What lines in the listing below hold the string "Some"? Please copy them out.
══════════════════════════════
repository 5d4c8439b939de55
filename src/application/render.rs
use colored::Colorize;
use lvcs::changes::ChangeSet;
use lvcs::tree::{Entry, EntryKind, RootEntry};

pub fn render_tree(tree: &RootEntry) -> String {
    let mut lines = Vec::new();
    for child in tree.root().children() {
        render_entry(child, 0, &mut lines);
    }
    lines.join("\n")
}

fn render_entry(entry: &Entry, depth: usize, lines: &mut Vec<String>) {
    let indent = "  ".repeat(depth);
    match entry.kind() {
        EntryKind::Directory { children } => {
            lines.push(format!("{indent}{}", format!("{}/", entry.name()).blue().bold()));
            for child in children {
                render_entry(child, depth + 1, lines);
            }
        }
        EntryKind::File { content, .. } => {
            let size = format!("({} bytes)", content.len());
            lines.push(format!("{indent}{} {}", entry.name(), size.dimmed()));
        }
    }
}

/// One block per change set, with the index `tree --before` takes.
pub fn render_log<'a>(change_sets: impl IntoIterator<Item = (usize, &'a ChangeSet)>) -> String {
    let mut lines = Vec::new();
    for (index, change_set) in change_sets {
        let name = change_set.name().unwrap_or("unnamed");
        lines.push(format!(
            "{} {} {}",
            format!("#{index}").yellow(),
            change_set.timestamp().to_string().dimmed(),
            name.bold()
        ));
        for change in change_set.changes() {
            lines.push(format!("    {change}"));
        }
    }
    lines.join("\n")
}

#[cfg(test)]
mod tests {
    use super::*;
    use lvcs::history::{LocalHistory, Operation};

    fn history() -> LocalHistory {
        let mut history = LocalHistory::new();
        history
            .record(
                Some("import"),
                1,
                vec![
                    Operation::create_directory("src"),
                    Operation::create_file("src/main.rs", "fn main() {}"),
                    Operation::create_file("README", "hi"),
                ],
            )
            .unwrap();
        history.rename("README", "README.md", 2).unwrap();
        history
    }

    #[test]
    fn tree_lists_children_below_their_directory() {
        let rendered = render_tree(history().tree());
        let lines = rendered.lines().collect::<Vec<_>>();

        assert_eq!(lines.len(), 3);
        assert!(lines[0].starts_with("README.md"));
        assert!(lines[1].contains("src/"));
        assert!(lines[2].starts_with("  main.rs"));
        assert!(lines[2].contains("12 bytes"));
    }

    #[test]
    fn empty_tree_renders_nothing() {
        assert_eq!(render_tree(&RootEntry::new()), "");
    }

    #[test]
    fn log_shows_every_change() {
        let history = history();
        let rendered = render_log(history.change_list().change_sets().enumerate());

        assert!(rendered.contains("#0"));
        assert!(rendered.contains("rename README to README.md"));
        assert!(rendered.contains("#1"));
        assert!(rendered.contains("import"));
        assert!(rendered.contains("create file src/main.rs"));
        assert_eq!(rendered.lines().count(), 6);
    }
}
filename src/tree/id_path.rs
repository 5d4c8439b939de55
use std::fmt;

use bincode::{Decode, Encode};

use crate::tree::EntryId;
use crate::tree::ROOT_ID;

/// Root-to-entry sequence of ids.
///
/// Unlike a textual path, an id path keeps identifying the same entries when
/// they are renamed. Moving an entry changes the ancestors in its id path but
/// never the leaf.
#[derive(Debug, Clone, PartialEq, Eq, Hash, Encode, Decode)]
pub struct IdPath {
    ids: Vec<EntryId>,
}

impl IdPath {
    pub fn root() -> Self {
        IdPath { ids: vec![ROOT_ID] }
    }

    pub fn appended_with(&self, id: EntryId) -> Self {
        let mut ids = self.ids.clone();
        ids.push(id);
        IdPath { ids }
    }

    /// Id of the entry this path points at.
    pub fn leaf(&self) -> EntryId {
        self.ids.last().copied().unwrap_or(ROOT_ID)
    }

    pub fn ids(&self) -> &[EntryId] {
        &self.ids
    }

    pub fn contains(&self, id: EntryId) -> bool {
        self.ids.contains(&id)
    }

    /// True when `prefix` is this path or one of its ancestors.
    pub fn starts_with(&self, prefix: &IdPath) -> bool {
        self.ids.starts_with(&prefix.ids)
    }

    pub fn is_child_or_parent_of(&self, other: &IdPath) -> bool {
        self.starts_with(other) || other.starts_with(self)
    }
}

impl From<Vec<EntryId>> for IdPath {
    fn from(ids: Vec<EntryId>) -> Self {
        IdPath { ids }
    }
}

impl fmt::Display for IdPath {
    fn fmt(&self, f: &mut fmt::Formatter<'_>) -> fmt::Result {
        let rendered = self
            .ids
            .iter()
            .map(ToString::to_string)
            .collect::<Vec<_>>()
            .join("/");
        write!(f, "{rendered}")
    }
}
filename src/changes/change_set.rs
use bincode::{Decode, Encode};

use crate::changes::{Change, ChangeError, ChangeTrait};
use crate::content::Content;
use crate::tree::{EntryId, IdPath, RootEntry};

/// Changes recorded together as one logical commit.
#[derive(Debug, Clone, PartialEq, Eq, Encode, Decode)]
pub struct ChangeSet {
    timestamp: i64,
    name: Option<String>,
    changes: Vec<Change>,
}

impl ChangeSet {
    pub fn new(timestamp: i64, changes: Vec<Change>) -> Self {
        ChangeSet {
            timestamp,
            name: None,
            changes,
        }
    }

    pub fn with_name(mut self, name: impl Into<String>) -> Self {
        self.name = Some(name.into());
        self
    }

    pub fn timestamp(&self) -> i64 {
        self.timestamp
    }

    pub fn name(&self) -> Option<&str> {
        self.name.as_deref()
    }

    pub fn changes(&self) -> &[Change] {
        &self.changes
    }

    /// Applies the changes in order. Stops at the first failure and leaves
    /// the changes applied so far in place.
    pub fn apply_to(&mut self, tree: &mut RootEntry) -> Result<(), ChangeError> {
        for change in &mut self.changes {
            change.apply_to(tree)?;
        }
        Ok(())
    }

    pub fn revert_on(&self, tree: &mut RootEntry) -> Result<(), ChangeError> {
        for change in self.changes.iter().rev() {
            change.revert_on(tree)?;
        }
        Ok(())
    }

    pub fn affects(&self, entry: &IdPath) -> bool {
        self.changes.iter().any(|change| change.affects(entry))
    }

    pub fn is_creational_for(&self, id: EntryId) -> bool {
        self.changes.iter().any(|change| change.is_creational_for(id))
    }

    pub fn contents_to_purge(&self) -> Vec<Content> {
        self.changes
            .iter()
            .flat_map(|change| change.contents_to_purge())
            .collect()
    }
}
use std::path::PathBuf;

use clap::{Parser, Subcommand};

use crate::application::data::LogLevel;

/// Records and inspects the local history of a project tree.
#[derive(Parser, Debug, Clone)]
#[command(version)]
pub struct Cli {
    #[clap(long, short, default_value = "warn", value_enum, global = true)]
    pub log_level: LogLevel,

    /// The root directory of the project
    #[clap(long, short, default_value = ".", global = true)]
    pub root: PathBuf,

    #[command(subcommand)]
    pub command: Command,
}

#[derive(Subcommand, Debug, Clone, PartialEq, Eq)]
pub enum Command {
    /// Record the change sets of a YAML history script
    Apply { script: PathBuf },
    /// Print the tree, or the tree as it was before change set N of `log`
    Tree {
        #[clap(long)]
        before: Option<usize>,
    },
    /// List change sets, newest first, optionally only those touching a path
    Log { path: Option<String> },
    /// Print the current content of a file
    Cat { path: String },
    /// Forget change sets older than a timestamp (ms)
    Purge {
        #[clap(allow_negative_numbers = true)]
        timestamp: i64,
    },
}
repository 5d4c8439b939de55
mod system_time_ext;

pub use system_time_ext::SystemTimeExt;
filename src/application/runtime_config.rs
use std::path::PathBuf;

use crate::cli::{Cli, Command};

#[derive(Debug, Clone)]
pub struct RuntimeConfig {
    pub root: PathBuf,
    pub command: Command,
}

impl From<Cli> for RuntimeConfig {
    fn from(cli: Cli) -> Self {
        Self {
            root: cli.root,
            command: cli.command,
        }
    }
}
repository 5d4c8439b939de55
use bincode::{Decode, Encode};
use snafu::prelude::*;

use crate::tree::EntryId;

/// Hands out entry ids for creations, never reusing one.
///
/// Ids are non-negative, so none of them can collide with the root id.
#[derive(Debug, Clone, Default, PartialEq, Eq, Encode, Decode)]
pub struct IdAllocator {
    next: i32,
}

impl IdAllocator {
    pub fn new() -> Self {
        Self::default()
    }

    pub fn starting_at(next: i32) -> Self {
        IdAllocator { next }
    }

    pub fn next_id(&mut self) -> Result<EntryId, IdAllocatorError> {
        ensure!(self.next >= 0, InvalidIdSnafu { id: self.next });
        let following = self.next.checked_add(1).context(IdsExhaustedSnafu)?;
        let id = EntryId(self.next);
        self.next = following;
        Ok(id)
    }

    /// The id the next call to `next_id` returns.
    pub fn peek(&self) -> EntryId {
        EntryId(self.next)
    }
}

#[derive(Debug, Snafu)]
pub enum IdAllocatorError {
    #[snafu(display("No entry ids are left to allocate"))]
    IdsExhaustedError,
    #[snafu(display("Entry id {} is reserved", id))]
    InvalidIdError { id: i32 },
}

#[cfg(test)]
mod tests {
    use super::*;

    #[test]
    fn ids_are_sequential() {
        let mut ids = IdAllocator::starting_at(7);
        assert_eq!(ids.next_id().unwrap(), EntryId(7));
        assert_eq!(ids.next_id().unwrap(), EntryId(8));
        assert_eq!(ids.peek(), EntryId(9));
    }

    #[test]
    fn exhausted_allocator_fails_without_wrapping() {
        let mut ids = IdAllocator::starting_at(i32::MAX - 1);
        assert_eq!(ids.next_id().unwrap(), EntryId(i32::MAX - 1));

        assert!(matches!(
            ids.next_id(),
            Err(IdAllocatorError::IdsExhaustedError)
        ));
        assert_eq!(ids.peek(), EntryId(i32::MAX));
    }

    #[test]
    fn negative_ids_are_never_handed_out() {
        let mut ids = IdAllocator::starting_at(-1);
        assert!(matches!(
            ids.next_id(),
            Err(IdAllocatorError::InvalidIdError { id: -1 })
        ));
    }
}
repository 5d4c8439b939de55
mod application;
pub mod data;
mod render;
mod runtime_config;

pub use application::{Application, ApplicationError};
pub use runtime_config::RuntimeConfig;
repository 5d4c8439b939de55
use clap::ValueEnum;
use tracing::level_filters::LevelFilter;

#[derive(Debug, Clone, Copy, ValueEnum, Default)]
pub enum LogLevel {
    Trace,
    Debug,
    Info,
    #[default]
    Warn,
    Error,
    Silent,
}

impl LogLevel {
    pub fn to_level_filter(self) -> LevelFilter {
        match self {
            LogLevel::Trace => LevelFilter::TRACE,
            LogLevel::Debug => LevelFilter::DEBUG,
            LogLevel::Info => LevelFilter::INFO,
            LogLevel::Warn => LevelFilter::WARN,
            LogLevel::Error => LevelFilter::ERROR,
            LogLevel::Silent => LevelFilter::OFF,
        }
    }
}
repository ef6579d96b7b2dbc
pub mod version;
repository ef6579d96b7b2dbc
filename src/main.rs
use crate::{
    utils::{
        logger::{LogLevel, Logger},
        signature::get_signature,
        version::get_version,
    },
    versions::{
        render::DEFAULT_MOUNT_ID,
        run::{RenderOptions, VersionSource, print_versions, render_page},
    },
};
use clap::CommandFactory;
use clap::FromArgMatches;
use clap::{Parser, Subcommand};
use std::path::PathBuf;
use tokio::io;

mod types;
mod utils;
mod versions;

#[derive(Parser)]
#[command(name = "systemaddons-versions")]
#[command(author = "Mozilla Services")]
#[command(about = "Render the Firefox system add-ons versions page from Kinto records")]
struct Cli {
    #[command(subcommand)]
    command: Commands,
}

#[derive(Subcommand)]
enum Commands {
    /// Render the versions page into a static HTML file
    Render {
        /// Kinto server root, e.g. https://kinto-ota.dev.mozaws.net/v1
        #[arg(long)]
        server: Option<String>,
        /// Read records from a saved response instead of the server
        #[arg(short, long)]
        input: Option<PathBuf>,
        /// Host page carrying the templates. Defaults to the built-in page.
        #[arg(short, long)]
        template: Option<PathBuf>,
        /// File to write the rendered page to
        #[arg(short, long, default_value = "index.html")]
        output: PathBuf,
        /// Id of the element the versions are mounted into
        #[arg(long, default_value = DEFAULT_MOUNT_ID)]
        mount: String,
    },

    /// Print the versions and their system add-ons
    List {
        /// Kinto server root, e.g. https://kinto-ota.dev.mozaws.net/v1
        #[arg(long)]
        server: Option<String>,
        /// Read records from a saved response instead of the server
        #[arg(short, long)]
        input: Option<PathBuf>,
    },
}

#[tokio::main]
async fn main() -> io::Result<()> {
    let version = get_version();
    let signature = get_signature(&version);

    let version_static: &'static str = Box::leak(format!("v{}", version).into_boxed_str());
    let signature_static: &'static str = Box::leak(signature.into_boxed_str());

    let mut cmd = Cli::command();
    cmd = cmd.version(version_static).before_help(signature_static);

    let raw_args: Vec<String> = std::env::args().collect();
    if raw_args.iter().any(|a| a == "--version" || a == "-V") {
        println!("{}", signature_static);
        return Ok(());
    }

    let matches = cmd.get_matches();
    let cli = Cli::from_arg_matches(&matches).map_err(io::Error::other)?;

    let result = match cli.command {
        Commands::Render {
            server,
            input,
            template,
            output,
            mount,
        } => {
            let options = RenderOptions {
                source: VersionSource::from_args(server.as_deref(), input),
                template,
                output,
                mount,
            };
            render_page(&options).await
        }

        Commands::List { server, input } => {
            print_versions(&VersionSource::from_args(server.as_deref(), input)).await
        }
    };

    if let Err(e) = result {
        Logger::new().log_message(LogLevel::Error, &e);
        return Err(io::Error::other(e));
    }

    Ok(())
}
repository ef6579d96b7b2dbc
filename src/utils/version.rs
/// Returns the CLI version: `SYSTEMADDONS_CLI_VERSION` when set, otherwise
/// the version the binary was built with.
pub fn get_version() -> String {
    if let Ok(v) = std::env::var("SYSTEMADDONS_CLI_VERSION") {
        if !v.trim().is_empty() {
            return v;
        }
    }

    env!("CARGO_PKG_VERSION").to_string()
}
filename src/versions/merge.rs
use crate::types::version::AddonEntry;
use std::collections::BTreeMap;

/// One add-on as shown on the page: the version built into the release
/// and the version offered as an update, when either exists.
#[derive(Debug, Clone, Default, PartialEq, Eq)]
pub struct MergedAddonRow {
    pub builtin: Option<String>,
    pub update: Option<String>,
}

/// Merges both system add-on lists into one table keyed by add-on id.
///
/// Iterating the returned map yields ids in ascending order.
pub fn merge_addons(
    builtins: &[AddonEntry],
    updates: &[AddonEntry],
) -> BTreeMap<String, MergedAddonRow> {
    let mut rows: BTreeMap<String, MergedAddonRow> = BTreeMap::new();

    for addon in builtins {
        rows.entry(addon.id.clone()).or_default().builtin = Some(addon.version.clone());
    }

    for addon in updates {
        rows.entry(addon.id.clone()).or_default().update = Some(addon.version.clone());
    }

    rows
}
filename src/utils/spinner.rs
use crate::utils::logger::{LogLevel, Logger};
use indicatif::{ProgressBar, ProgressStyle};
use std::future::Future;
use std::time::Duration;

fn spinner(message: &str) -> ProgressBar {
    let bar = ProgressBar::new_spinner();
    if let Ok(style) = ProgressStyle::with_template("{spinner} {msg}") {
        bar.set_style(style.tick_strings(&["⠋", "⠙", "⠹", "⠸", "⠼", "⠴", "⠦", "⠧", "⠇", "⠏"]));
    }
    bar.set_message(message.to_string());
    bar.enable_steady_tick(Duration::from_millis(80));
    bar
}

/// Awaits `action` behind a spinner, then logs how it went.
pub async fn run_step<T, F, S>(start_message: &str, on_success: S, action: F) -> Result<T, String>
where
    F: Future<Output = Result<T, String>>,
    S: FnOnce(&T) -> String,
{
    let bar = spinner(start_message);
    let result = action.await;
    bar.finish_and_clear();

    match &result {
        Ok(value) => Logger::new().log_message(LogLevel::Success, &on_success(value)),
        Err(_) => {
            Logger::new().log_message(LogLevel::Error, &format!("{} failed", start_message))
        }
    }
    result
}
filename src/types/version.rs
use serde::{Deserialize, Deserializer};

/// Body returned by the Kinto records endpoint.
#[derive(Debug, Clone, Deserialize)]
pub struct RecordsResponse {
    pub data: Vec<VersionRecord>,
}

#[derive(Debug, Clone, Default, PartialEq, Deserialize)]
pub struct Release {
    #[serde(default, deserialize_with = "null_as_default")]
    pub version: String,
    #[serde(default, deserialize_with = "null_as_default")]
    pub target: String,
    #[serde(default, deserialize_with = "null_as_default")]
    pub url: String,
    #[serde(default, rename = "buildId", deserialize_with = "null_as_default")]
    pub build_id: String,
    #[serde(default, deserialize_with = "null_as_default")]
    pub lang: String,
    #[serde(default, deserialize_with = "null_as_default")]
    pub channel: String,
}

#[derive(Debug, Clone, PartialEq, Deserialize)]
pub struct AddonEntry {
    pub id: String,
    pub version: String,
}

#[derive(Debug, Clone, Default, PartialEq, Deserialize)]
pub struct VersionRecord {
    pub release: Release,
    #[serde(default, deserialize_with = "null_as_default")]
    pub builtins: Vec<AddonEntry>,
    #[serde(default, deserialize_with = "null_as_default")]
    pub updates: Vec<AddonEntry>,
}

impl VersionRecord {
    pub fn title(&self) -> String {
        format!("Firefox {} {}", self.release.version, self.release.target)
    }
}

// Kinto stores `null` for fields a collector could not fill.
fn null_as_default<'de, D, T>(deserializer: D) -> Result<T, D::Error>
where
    D: Deserializer<'de>,
    T: Deserialize<'de> + Default,
{
    Ok(Option::<T>::deserialize(deserializer)?.unwrap_or_default())
}

#[cfg(test)]
mod tests {
    use super::*;

    #[test]
    fn missing_and_null_lists_are_empty() {
        let body = r#"{"data": [
            {"release": {"version": "60.0", "target": "linux-x86_64"}},
            {"release": {"version": "61.0"}, "builtins": null, "updates": null}
        ]}"#;
        let resp: RecordsResponse = serde_json::from_str(body).unwrap();
        assert_eq!(resp.data.len(), 2);
        for record in &resp.data {
            assert!(record.builtins.is_empty());
            assert!(record.updates.is_empty());
        }
        assert_eq!(resp.data[1].release.target, "");
    }

    #[test]
    fn release_fields_follow_record_names() {
        let body = r#"{"release": {"version": "62.0", "target": "win64", "url": "http://x",
            "buildId": "123", "lang": "en-US", "channel": "release", "filename": "f.zip"},
            "builtins": [{"id": "a", "version": "1.0"}]}"#;
        let record: VersionRecord = serde_json::from_str(body).unwrap();
        assert_eq!(record.release.build_id, "123");
        assert_eq!(record.title(), "Firefox 62.0 win64");
        assert_eq!(
            record.builtins,
            vec![AddonEntry {
                id: "a".into(),
                version: "1.0".into()
            }]
        );
    }

    #[test]
    fn null_release_fields_are_blank() {
        let body = r#"{"release": {"version": "62.0", "target": "win64", "url": null,
            "buildId": null, "lang": null, "channel": "release"}}"#;
        let record: VersionRecord = serde_json::from_str(body).unwrap();
        assert_eq!(record.release.url, "");
        assert_eq!(record.release.build_id, "");
        assert_eq!(record.release.lang, "");
        assert_eq!(record.release.channel, "release");
    }

    #[test]
    fn body_without_data_is_rejected() {
        assert!(serde_json::from_str::<RecordsResponse>(r#"{"errno": 404}"#).is_err());
    }
}
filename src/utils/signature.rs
pub fn get_signature(version: &str) -> String {
    format!(
        r#"
   _____           ___      __    __
  / ___/__ _____  / _ | ___/ /___/ /__  ___  ___     🧩 systemaddons-versions
 _\ \/ // (_-</ _/ __ |/ _  / _  / _ \/ _ \(_-<
/___/\_, /___/\__/_/ |_|\_,_/\_,_/\___/_//_/___/     Firefox system add-ons, per release.
    /___/
                                                     v{}
"#,
        version
    )
}
use crate::{
    types::version::VersionRecord,
    utils::{
        api::resolve_kinto_base_url,
        logger::{LogLevel, Logger},
        spinner::run_step,
    },
    versions::{
        fetch::{fetch_versions, load_versions_file},
        list::list_versions,
        render::{DEFAULT_PAGE, render},
    },
};
use std::path::{Path, PathBuf};

/// Where version records come from.
#[derive(Debug, Clone)]
pub enum VersionSource {
    Server(String),
    File(PathBuf),
}

impl VersionSource {
    pub fn from_args(server: Option<&str>, input: Option<PathBuf>) -> Self {
        match input {
            Some(path) => VersionSource::File(path),
            None => VersionSource::Server(resolve_kinto_base_url(server)),
        }
    }

    pub async fn load(&self) -> Result<Vec<VersionRecord>, String> {
        match self {
            VersionSource::Server(base) => {
                run_step(
                    &format!("Fetching versions from {}", base),
                    |versions: &Vec<VersionRecord>| format!("Fetched {} versions", versions.len()),
                    fetch_versions(base),
                )
                .await
            }
            VersionSource::File(path) => load_versions_file(path),
        }
    }
}

#[derive(Debug, Clone)]
pub struct RenderOptions {
    pub source: VersionSource,
    pub template: Option<PathBuf>,
    pub output: PathBuf,
    pub mount: String,
}

fn read_page(template: Option<&Path>) -> Result<String, String> {
    match template {
        Some(path) => std::fs::read_to_string(path)
            .map_err(|e| format!("Failed to read template {}: {}", path.display(), e)),
        None => Ok(DEFAULT_PAGE.to_string()),
    }
}

/// Loads the versions, renders them into the host page and writes the result.
pub async fn render_page(options: &RenderOptions) -> Result<(), String> {
    let page = read_page(options.template.as_deref())?;
    let versions = options.source.load().await?;

    let html = render(&page, &options.mount, &versions)?;

    if let Some(parent) = options.output.parent() {
        if !parent.as_os_str().is_empty() && !parent.exists() {
            std::fs::create_dir_all(parent).map_err(|e| {
                format!("Failed to create directory {}: {}", parent.display(), e)
            })?;
        }
    }
    std::fs::write(&options.output, html)
        .map_err(|e| format!("Failed to write {}: {}", options.output.display(), e))?;

    Logger::new().log_message(
        LogLevel::Success,
        &format!(
            "Rendered {} versions into {}",
            versions.len(),
            options.output.display()
        ),
    );

    Ok(())
}

pub async fn print_versions(source: &VersionSource) -> Result<(), String> {
    let versions = source.load().await?;
    list_versions(&versions);
    Ok(())
}
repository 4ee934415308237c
use async_trait::async_trait;
use tokio::sync::mpsc;

use super::error::ProviderError;
use crate::domain::{Record, TransformedRecord};

/// Push side of the pending-work queue handed to [`StorageProvider::read`]
///
/// Dropping the sink closes the queue.
pub struct RecordSink {
    sender: mpsc::Sender<Record>,
}

impl RecordSink {
    pub fn new(sender: mpsc::Sender<Record>) -> Self {
        Self { sender }
    }

    /// Enqueue a record, waiting until a worker has room for it
    pub async fn push(&self, record: Record) -> Result<(), ProviderError> {
        self.sender
            .send(record)
            .await
            .map_err(|_| ProviderError::SinkClosed)
    }

    /// Whether every consumer is gone
    pub fn is_closed(&self) -> bool {
        self.sender.is_closed()
    }
}

/// Source and destination store for records
///
/// Implementations must tolerate concurrent `write` calls from many workers
/// while `read` is still streaming.
#[async_trait]
pub trait StorageProvider: Send + Sync {
    /// Human-readable identity for logging
    fn name(&self) -> &str;

    /// Stream every record of every source category into `sink`
    ///
    /// Fails if no categories exist or enumeration breaks partway; records
    /// pushed before the failure stay pushed.
    async fn read(&self, sink: RecordSink) -> Result<(), ProviderError>;

    /// Upsert a transformed record keyed by its id in its origin category
    async fn write(&self, record: TransformedRecord) -> Result<(), ProviderError>;

    /// Release underlying resources
    async fn close(&self) -> Result<(), ProviderError>;
}

// Shared providers (Arc) delegate to the inner provider
#[async_trait]
impl<P: StorageProvider + ?Sized> StorageProvider for std::sync::Arc<P> {
    fn name(&self) -> &str {
        (**self).name()
    }

    async fn read(&self, sink: RecordSink) -> Result<(), ProviderError> {
        (**self).read(sink).await
    }

    async fn write(&self, record: TransformedRecord) -> Result<(), ProviderError> {
        (**self).write(record).await
    }

    async fn close(&self) -> Result<(), ProviderError> {
        (**self).close().await
    }
}
use pseudonymous::app::{cli, logging};
use pseudonymous::prelude::*;
use tokio_util::compat::TokioAsyncWriteCompatExt;
use tracing::{error, info};

const APP_NAME: &str = "pseudonymous";

#[tokio::main]
async fn main() {
    let code = match Cli::parse_validated() {
        Ok(args) => CliApp::new(APP_NAME).run(run_pseudonymization(args)).await,
        Err(e) => cli::exit_code(APP_NAME, Err(e)),
    };
    std::process::exit(code);
}

/// Main application logic - provisions domains, runs the pipeline and
/// writes the per-category report to stdout
async fn run_pseudonymization(args: Cli) -> Result<(), AppError> {
    let config = AppConfig::load(&args.config)?;
    logging::init(&config.app.log_level)?;
    info!(app = %config.app.name, project = %args.project, "Starting");

    if args.create_domains {
        let gpas = config.gpas.as_ref().ok_or_else(|| {
            AppError::InvalidArguments("--create-domains requires a gpas section".to_string())
        })?;
        GpasClient::new(gpas)?.setup_domains(&args.project).await?;
    }

    let processor = FhirProcessor::new(&config, &args.project)?;

    let outcome = processor.run().await;
    let reported = match &outcome {
        Ok(result) => {
            let mut stdout = tokio::io::stdout().compat_write();
            write_report(result, &mut stdout).await
        }
        Err(e) => {
            error!(error = %e, "Processor run exited");
            Ok(())
        }
    };

    // The provider is closed whatever the outcome
    let closed = processor.close().await;

    outcome?;
    reported?;
    closed?;
    Ok(())
}
pub mod client;
pub mod error;
pub mod retry;
pub mod traits;

// Re-export commonly used types
pub use client::PseudonymizerClient;
pub use error::TransformError;
pub use retry::RetryPolicy;
pub use traits::TransformClient;
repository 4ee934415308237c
pub mod error;
pub mod report;

// Re-export commonly used types
pub use error::ReportError;
pub use report::write_report;
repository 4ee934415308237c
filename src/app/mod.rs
pub mod args;
pub mod cli;
pub mod error;
pub mod logging;

// Re-export commonly used types
pub use args::Cli;
pub use cli::CliApp;
pub use error::AppError;
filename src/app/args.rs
use std::path::PathBuf;

use clap::Parser;

use super::error::AppError;

/// Pseudonymization of FHIR resources via the FHIR Pseudonymizer service
#[derive(Parser, Debug)]
#[command(name = "pseudonymous")]
#[command(version, about, long_about = None)]
pub struct Cli {
    /// Project name
    #[arg(short, long)]
    pub project: String,

    /// Config file
    #[arg(short, long, default_value = "./app.yaml")]
    pub config: PathBuf,

    /// Create the project's gPAS domains before processing
    #[arg(long)]
    pub create_domains: bool,
}

impl Cli {
    /// Parse process arguments; clap handles `--help` and usage errors itself
    pub fn parse_validated() -> Result<Self, AppError> {
        Self::parse().validated()
    }

    pub fn validated(self) -> Result<Self, AppError> {
        if self.project.trim().is_empty() {
            return Err(AppError::InvalidArguments(
                "project name must not be blank".to_string(),
            ));
        }
        Ok(self)
    }
}

#[cfg(test)]
mod tests {
    use super::*;

    #[test]
    fn parses_short_flags() {
        let cli = Cli::try_parse_from(["pseudonymous", "-p", "study", "-c", "conf.yaml"]).unwrap();
        assert_eq!(cli.project, "study");
        assert_eq!(cli.config, PathBuf::from("conf.yaml"));
        assert!(!cli.create_domains);
    }

    #[test]
    fn config_defaults_to_app_yaml() {
        let cli = Cli::try_parse_from(["pseudonymous", "--project", "study", "--create-domains"])
            .unwrap();
        assert_eq!(cli.config, PathBuf::from("./app.yaml"));
        assert!(cli.create_domains);
    }

    #[test]
    fn project_is_required() {
        assert!(Cli::try_parse_from(["pseudonymous"]).is_err());
    }

    #[test]
    fn blank_project_is_rejected() {
        let cli = Cli::try_parse_from(["pseudonymous", "-p", "  "]).unwrap();
        assert!(matches!(cli.validated(), Err(AppError::InvalidArguments(_))));
    }
}
use thiserror::Error;

/// Transform service errors
#[derive(Error, Debug)]
pub enum TransformError {
    #[error("Payload is not valid JSON: {0}")]
    InvalidPayload(#[from] serde_json::Error),

    #[error("HTTP error: {0}")]
    Http(#[from] reqwest::Error),

    #[error("Pseudonymizer returned status {status}: {body}")]
    Status { status: u16, body: String },

    #[error("Failed to build HTTP client: {0}")]
    Client(String),
}

impl TransformError {
    /// Whether another attempt may succeed
    pub fn is_transient(&self) -> bool {
        match self {
            TransformError::Http(e) => e.is_timeout() || e.is_connect() || e.is_request(),
            TransformError::Status { status, .. } => *status == 429 || *status >= 500,
            TransformError::InvalidPayload(_) | TransformError::Client(_) => false,
        }
    }
}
══════════════════════════════
OUTPUT OF THE EXERCISE.
                Some("import"),
        self.name = Some(name.into());
        rows.entry(addon.id.clone()).or_default().builtin = Some(addon.version.clone());
        rows.entry(addon.id.clone()).or_default().update = Some(addon.version.clone());
            Some(path) => VersionSource::File(path),
        Some(path) => std::fs::read_to_string(path)
    if let Some(parent) = options.output.parent() {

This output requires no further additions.